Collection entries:
::::::

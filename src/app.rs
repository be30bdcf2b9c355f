//! Application state and core logic

use crate::backend::{service, BackendApi, BackendError, RestClient, SubmissionRecord};
use crate::config::TuiConfig;
use crate::flow::{
    BasicInfo, FileSessionStore, FlowOrchestrator, MemorySessionStore, SessionStorage, StepId,
    Transition,
};
use crate::platform::COPY_MODIFIER;
use crate::state::{
    AppState, CalculatorForm, ConfirmAction, Form, LoginForm, StepForm, View, ViewParams,
};
use anyhow::Result;
use crossterm::event::{KeyCode, KeyEvent, KeyModifiers};
use std::sync::Arc;
use tokio::sync::oneshot::{self, error::TryRecvError};
use uuid::Uuid;

/// Final submission running on a background task
struct PendingSubmission {
    /// Flow epoch the submission was started in
    epoch: Uuid,
    rx: oneshot::Receiver<Result<SubmissionRecord, BackendError>>,
}

/// Main application struct
pub struct App {
    /// Current application state
    pub state: AppState,
    /// Hosted backend
    backend: Arc<dyn BackendApi>,
    /// The in-progress filing
    pub flow: FlowOrchestrator,
    pub config: TuiConfig,
    /// Whether the app should quit
    quit: bool,
    /// One-line feedback shown in the status bar
    pub status_message: Option<String>,
    pending_submission: Option<PendingSubmission>,
    /// Regenerated whenever the filing is reset or left; results tagged with an
    /// older epoch are discarded
    flow_epoch: Uuid,
    /// Write config changes to disk
    persist_config: bool,
}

::::::

Going through the entries above, count the lines with the word "FlowOrchestrator". Give only the result.

2